───── MATERIAL FOR THIS TASK ─────
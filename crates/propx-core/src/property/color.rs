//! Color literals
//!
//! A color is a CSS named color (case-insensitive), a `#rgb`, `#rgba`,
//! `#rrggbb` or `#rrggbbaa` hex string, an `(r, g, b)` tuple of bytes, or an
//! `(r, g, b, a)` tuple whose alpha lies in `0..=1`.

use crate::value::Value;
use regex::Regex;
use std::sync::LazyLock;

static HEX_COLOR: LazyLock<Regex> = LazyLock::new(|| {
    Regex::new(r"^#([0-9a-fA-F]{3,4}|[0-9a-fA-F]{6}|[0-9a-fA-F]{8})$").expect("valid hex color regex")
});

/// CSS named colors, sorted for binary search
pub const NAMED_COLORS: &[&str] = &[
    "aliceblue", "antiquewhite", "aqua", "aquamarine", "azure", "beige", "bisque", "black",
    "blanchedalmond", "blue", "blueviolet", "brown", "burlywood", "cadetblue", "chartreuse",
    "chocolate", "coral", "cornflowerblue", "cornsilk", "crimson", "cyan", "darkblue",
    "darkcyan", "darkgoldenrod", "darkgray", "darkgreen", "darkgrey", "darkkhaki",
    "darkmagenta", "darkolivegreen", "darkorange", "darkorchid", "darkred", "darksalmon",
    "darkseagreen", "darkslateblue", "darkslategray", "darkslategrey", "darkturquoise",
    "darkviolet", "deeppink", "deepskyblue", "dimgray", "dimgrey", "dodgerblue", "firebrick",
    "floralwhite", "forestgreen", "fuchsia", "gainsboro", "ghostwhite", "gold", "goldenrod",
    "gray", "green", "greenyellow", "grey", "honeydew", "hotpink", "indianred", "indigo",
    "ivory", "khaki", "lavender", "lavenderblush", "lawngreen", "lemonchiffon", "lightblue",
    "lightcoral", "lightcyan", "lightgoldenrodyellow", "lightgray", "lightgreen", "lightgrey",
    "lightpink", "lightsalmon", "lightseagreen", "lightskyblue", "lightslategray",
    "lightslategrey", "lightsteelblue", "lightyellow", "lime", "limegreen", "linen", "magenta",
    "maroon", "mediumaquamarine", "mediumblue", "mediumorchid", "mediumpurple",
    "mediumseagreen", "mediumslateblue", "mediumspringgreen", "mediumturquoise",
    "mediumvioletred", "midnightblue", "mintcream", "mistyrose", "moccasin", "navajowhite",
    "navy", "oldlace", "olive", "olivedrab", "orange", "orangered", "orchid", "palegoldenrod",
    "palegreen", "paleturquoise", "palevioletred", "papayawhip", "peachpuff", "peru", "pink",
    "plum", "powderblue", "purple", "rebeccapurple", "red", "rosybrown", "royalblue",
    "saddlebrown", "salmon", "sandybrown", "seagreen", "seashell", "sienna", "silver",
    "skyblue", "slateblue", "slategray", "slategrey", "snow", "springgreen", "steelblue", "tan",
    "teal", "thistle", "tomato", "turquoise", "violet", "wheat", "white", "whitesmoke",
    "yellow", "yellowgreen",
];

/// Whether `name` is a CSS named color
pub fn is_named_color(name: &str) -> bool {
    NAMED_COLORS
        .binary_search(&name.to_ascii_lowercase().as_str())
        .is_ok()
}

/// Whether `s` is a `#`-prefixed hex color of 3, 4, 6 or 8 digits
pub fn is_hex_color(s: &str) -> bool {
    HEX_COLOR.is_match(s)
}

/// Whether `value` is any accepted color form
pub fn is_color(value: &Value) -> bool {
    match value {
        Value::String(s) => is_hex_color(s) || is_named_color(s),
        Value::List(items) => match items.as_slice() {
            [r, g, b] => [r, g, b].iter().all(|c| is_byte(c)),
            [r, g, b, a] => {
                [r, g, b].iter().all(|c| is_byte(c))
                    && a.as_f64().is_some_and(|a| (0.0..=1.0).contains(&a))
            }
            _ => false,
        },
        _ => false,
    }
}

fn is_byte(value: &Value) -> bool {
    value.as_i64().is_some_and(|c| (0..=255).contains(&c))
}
─────
__WHAT YOU ARE ASKED TO DO__: Using the listing above, report each line that mentions the word "Regex".

__SOLUTION TO THIS EXERCISE__:
use regex::Regex;
static HEX_COLOR: LazyLock<Regex> = LazyLock::new(|| {
    Regex::new(r"^#([0-9a-fA-F]{3,4}|[0-9a-fA-F]{6}|[0-9a-fA-F]{8})$").expect("valid hex color regex")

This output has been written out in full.